[YOUR INSTRUCTIONS]: Word for word, set down every line of the entries below from the line with "hash.cells.entry(Self::cell(p)).or_default().push(id);" to the line with "for dy in -1..=1", including both, and no other line.

[SOURCE INFORMATION]:
....

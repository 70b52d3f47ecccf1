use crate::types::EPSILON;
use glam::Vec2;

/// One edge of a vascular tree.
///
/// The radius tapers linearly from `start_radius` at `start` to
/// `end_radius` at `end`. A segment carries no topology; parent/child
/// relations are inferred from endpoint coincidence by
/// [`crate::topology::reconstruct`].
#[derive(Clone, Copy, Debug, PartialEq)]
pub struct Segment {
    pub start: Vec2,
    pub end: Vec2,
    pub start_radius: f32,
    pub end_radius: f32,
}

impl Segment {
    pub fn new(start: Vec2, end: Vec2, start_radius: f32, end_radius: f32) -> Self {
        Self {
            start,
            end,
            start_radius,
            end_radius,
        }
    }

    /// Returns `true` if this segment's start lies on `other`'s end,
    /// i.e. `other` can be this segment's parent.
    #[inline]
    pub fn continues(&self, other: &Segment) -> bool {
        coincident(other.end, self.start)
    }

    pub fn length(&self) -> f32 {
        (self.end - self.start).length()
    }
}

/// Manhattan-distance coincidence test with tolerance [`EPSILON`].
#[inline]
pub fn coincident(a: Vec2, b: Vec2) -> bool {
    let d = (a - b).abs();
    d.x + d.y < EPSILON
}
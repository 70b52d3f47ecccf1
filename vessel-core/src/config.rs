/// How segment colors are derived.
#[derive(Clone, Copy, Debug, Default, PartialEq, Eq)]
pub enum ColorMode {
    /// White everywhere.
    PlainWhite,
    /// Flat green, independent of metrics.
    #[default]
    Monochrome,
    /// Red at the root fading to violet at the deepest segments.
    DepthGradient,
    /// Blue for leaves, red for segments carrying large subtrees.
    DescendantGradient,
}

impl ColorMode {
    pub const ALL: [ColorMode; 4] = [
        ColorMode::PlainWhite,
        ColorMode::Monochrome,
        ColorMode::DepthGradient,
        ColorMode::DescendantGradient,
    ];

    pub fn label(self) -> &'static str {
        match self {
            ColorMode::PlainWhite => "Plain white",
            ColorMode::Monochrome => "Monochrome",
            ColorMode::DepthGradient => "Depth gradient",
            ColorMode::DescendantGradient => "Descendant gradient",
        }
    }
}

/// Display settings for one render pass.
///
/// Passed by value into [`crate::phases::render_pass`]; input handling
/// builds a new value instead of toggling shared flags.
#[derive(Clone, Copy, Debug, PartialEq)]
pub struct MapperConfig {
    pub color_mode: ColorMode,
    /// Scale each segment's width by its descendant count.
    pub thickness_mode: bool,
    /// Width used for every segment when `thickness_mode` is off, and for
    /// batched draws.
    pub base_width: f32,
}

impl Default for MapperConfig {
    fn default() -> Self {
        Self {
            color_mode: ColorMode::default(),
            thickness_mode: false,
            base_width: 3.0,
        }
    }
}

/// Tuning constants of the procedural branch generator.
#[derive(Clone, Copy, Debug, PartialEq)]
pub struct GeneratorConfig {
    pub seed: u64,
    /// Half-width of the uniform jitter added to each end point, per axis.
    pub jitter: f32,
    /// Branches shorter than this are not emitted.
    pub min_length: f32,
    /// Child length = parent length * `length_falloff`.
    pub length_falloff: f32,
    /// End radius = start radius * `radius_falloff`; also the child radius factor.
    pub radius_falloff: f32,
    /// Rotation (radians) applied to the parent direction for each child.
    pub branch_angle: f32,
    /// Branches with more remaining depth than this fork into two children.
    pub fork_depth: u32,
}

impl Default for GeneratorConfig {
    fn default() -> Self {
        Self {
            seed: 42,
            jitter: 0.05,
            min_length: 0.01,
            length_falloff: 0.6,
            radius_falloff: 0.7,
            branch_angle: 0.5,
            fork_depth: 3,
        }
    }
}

....

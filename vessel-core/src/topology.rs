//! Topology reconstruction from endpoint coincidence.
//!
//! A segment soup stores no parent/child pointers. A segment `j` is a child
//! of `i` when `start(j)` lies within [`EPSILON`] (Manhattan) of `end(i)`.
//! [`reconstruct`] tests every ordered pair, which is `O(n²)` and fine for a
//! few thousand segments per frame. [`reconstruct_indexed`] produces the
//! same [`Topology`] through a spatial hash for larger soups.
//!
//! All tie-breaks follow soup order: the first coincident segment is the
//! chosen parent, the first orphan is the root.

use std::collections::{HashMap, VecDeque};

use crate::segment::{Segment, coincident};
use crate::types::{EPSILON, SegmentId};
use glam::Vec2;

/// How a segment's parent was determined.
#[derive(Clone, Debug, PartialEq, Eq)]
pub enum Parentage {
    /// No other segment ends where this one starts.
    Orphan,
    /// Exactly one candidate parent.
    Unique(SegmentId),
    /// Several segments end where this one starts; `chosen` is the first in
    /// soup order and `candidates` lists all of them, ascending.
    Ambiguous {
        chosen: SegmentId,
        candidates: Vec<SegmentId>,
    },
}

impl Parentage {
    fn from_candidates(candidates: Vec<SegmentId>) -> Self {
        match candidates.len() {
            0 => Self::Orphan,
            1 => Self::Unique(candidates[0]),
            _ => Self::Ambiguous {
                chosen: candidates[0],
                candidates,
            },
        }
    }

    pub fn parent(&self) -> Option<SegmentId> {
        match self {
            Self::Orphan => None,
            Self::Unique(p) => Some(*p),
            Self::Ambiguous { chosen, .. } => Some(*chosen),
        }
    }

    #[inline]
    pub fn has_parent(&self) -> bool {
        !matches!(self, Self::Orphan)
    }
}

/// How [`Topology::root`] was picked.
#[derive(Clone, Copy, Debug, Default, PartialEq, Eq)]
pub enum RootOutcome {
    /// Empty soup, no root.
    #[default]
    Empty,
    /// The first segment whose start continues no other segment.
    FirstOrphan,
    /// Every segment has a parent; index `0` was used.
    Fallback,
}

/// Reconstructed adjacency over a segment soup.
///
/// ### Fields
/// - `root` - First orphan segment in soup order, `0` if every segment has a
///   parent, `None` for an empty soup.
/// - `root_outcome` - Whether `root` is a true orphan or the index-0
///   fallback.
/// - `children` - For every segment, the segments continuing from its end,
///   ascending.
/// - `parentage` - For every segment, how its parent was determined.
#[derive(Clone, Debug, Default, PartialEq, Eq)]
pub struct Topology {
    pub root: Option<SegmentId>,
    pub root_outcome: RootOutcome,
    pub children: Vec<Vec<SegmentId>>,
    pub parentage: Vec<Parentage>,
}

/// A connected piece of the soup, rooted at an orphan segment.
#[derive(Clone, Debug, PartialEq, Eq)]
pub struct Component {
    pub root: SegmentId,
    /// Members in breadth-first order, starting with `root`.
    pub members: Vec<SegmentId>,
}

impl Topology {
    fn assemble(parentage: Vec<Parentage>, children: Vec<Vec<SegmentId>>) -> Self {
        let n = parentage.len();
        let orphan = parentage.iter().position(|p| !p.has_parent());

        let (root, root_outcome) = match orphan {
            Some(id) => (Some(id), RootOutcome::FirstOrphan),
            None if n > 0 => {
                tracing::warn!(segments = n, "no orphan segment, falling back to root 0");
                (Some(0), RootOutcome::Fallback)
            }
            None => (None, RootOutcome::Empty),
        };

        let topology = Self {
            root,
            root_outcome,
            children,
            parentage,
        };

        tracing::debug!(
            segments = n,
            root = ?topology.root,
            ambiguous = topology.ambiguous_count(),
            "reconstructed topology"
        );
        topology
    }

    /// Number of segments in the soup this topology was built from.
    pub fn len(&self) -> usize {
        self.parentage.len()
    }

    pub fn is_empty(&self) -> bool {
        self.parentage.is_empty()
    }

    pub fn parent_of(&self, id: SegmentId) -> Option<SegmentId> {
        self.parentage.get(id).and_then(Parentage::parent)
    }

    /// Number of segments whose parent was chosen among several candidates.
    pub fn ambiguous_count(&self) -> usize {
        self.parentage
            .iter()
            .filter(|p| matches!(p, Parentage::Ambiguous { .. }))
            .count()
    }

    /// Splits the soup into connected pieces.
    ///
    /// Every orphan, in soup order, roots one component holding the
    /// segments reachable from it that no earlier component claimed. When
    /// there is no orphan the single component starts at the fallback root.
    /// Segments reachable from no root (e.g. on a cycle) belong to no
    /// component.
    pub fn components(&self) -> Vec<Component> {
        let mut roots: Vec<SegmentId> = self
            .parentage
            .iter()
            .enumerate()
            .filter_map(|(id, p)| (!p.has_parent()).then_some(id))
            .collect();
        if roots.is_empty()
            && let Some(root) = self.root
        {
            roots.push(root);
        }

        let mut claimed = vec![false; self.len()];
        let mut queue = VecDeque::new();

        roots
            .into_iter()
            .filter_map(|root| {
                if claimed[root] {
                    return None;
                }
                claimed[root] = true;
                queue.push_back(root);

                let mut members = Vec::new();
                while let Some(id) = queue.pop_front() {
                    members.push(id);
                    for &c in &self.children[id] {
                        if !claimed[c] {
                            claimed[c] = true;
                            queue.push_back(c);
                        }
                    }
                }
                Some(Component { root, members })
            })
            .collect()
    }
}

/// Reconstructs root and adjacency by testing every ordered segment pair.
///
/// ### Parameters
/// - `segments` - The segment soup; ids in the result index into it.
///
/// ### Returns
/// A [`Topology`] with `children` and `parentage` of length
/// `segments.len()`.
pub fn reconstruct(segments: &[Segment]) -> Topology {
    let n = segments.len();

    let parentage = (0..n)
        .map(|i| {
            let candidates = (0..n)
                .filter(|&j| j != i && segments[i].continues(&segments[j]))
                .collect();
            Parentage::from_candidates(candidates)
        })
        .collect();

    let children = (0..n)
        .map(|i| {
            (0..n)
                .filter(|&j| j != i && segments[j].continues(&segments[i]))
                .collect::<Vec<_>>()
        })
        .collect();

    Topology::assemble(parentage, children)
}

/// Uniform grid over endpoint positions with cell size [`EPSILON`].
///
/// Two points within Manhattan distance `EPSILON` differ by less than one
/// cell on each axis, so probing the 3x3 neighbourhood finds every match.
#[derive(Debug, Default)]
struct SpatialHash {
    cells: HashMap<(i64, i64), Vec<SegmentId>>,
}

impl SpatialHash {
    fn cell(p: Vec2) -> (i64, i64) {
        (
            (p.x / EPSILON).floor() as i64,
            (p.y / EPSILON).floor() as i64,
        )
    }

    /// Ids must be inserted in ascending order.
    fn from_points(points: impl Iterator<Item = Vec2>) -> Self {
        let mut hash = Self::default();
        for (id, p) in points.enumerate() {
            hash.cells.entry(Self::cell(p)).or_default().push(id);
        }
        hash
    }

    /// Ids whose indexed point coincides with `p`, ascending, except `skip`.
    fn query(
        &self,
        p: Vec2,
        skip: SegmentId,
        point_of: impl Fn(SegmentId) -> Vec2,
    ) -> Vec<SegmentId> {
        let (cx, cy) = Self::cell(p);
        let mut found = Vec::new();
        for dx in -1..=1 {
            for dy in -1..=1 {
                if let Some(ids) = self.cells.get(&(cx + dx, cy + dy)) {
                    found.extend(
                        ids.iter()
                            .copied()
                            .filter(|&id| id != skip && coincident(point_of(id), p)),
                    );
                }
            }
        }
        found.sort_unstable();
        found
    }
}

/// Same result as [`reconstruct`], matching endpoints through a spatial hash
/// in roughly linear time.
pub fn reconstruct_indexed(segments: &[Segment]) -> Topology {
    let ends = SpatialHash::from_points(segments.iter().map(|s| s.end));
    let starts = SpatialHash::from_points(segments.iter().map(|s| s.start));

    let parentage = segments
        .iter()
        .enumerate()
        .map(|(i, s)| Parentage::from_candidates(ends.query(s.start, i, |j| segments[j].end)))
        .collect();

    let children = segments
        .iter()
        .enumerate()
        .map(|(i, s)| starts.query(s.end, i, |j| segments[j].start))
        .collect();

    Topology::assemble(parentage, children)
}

....

[EXPECTED ANSWER]:
            hash.cells.entry(Self::cell(p)).or_default().push(id);
        }
        hash
    }

    /// Ids whose indexed point coincides with `p`, ascending, except `skip`.
    fn query(
        &self,
        p: Vec2,
        skip: SegmentId,
        point_of: impl Fn(SegmentId) -> Vec2,
    ) -> Vec<SegmentId> {
        let (cx, cy) = Self::cell(p);
        let mut found = Vec::new();
        for dx in -1..=1 {
            for dy in -1..=1 {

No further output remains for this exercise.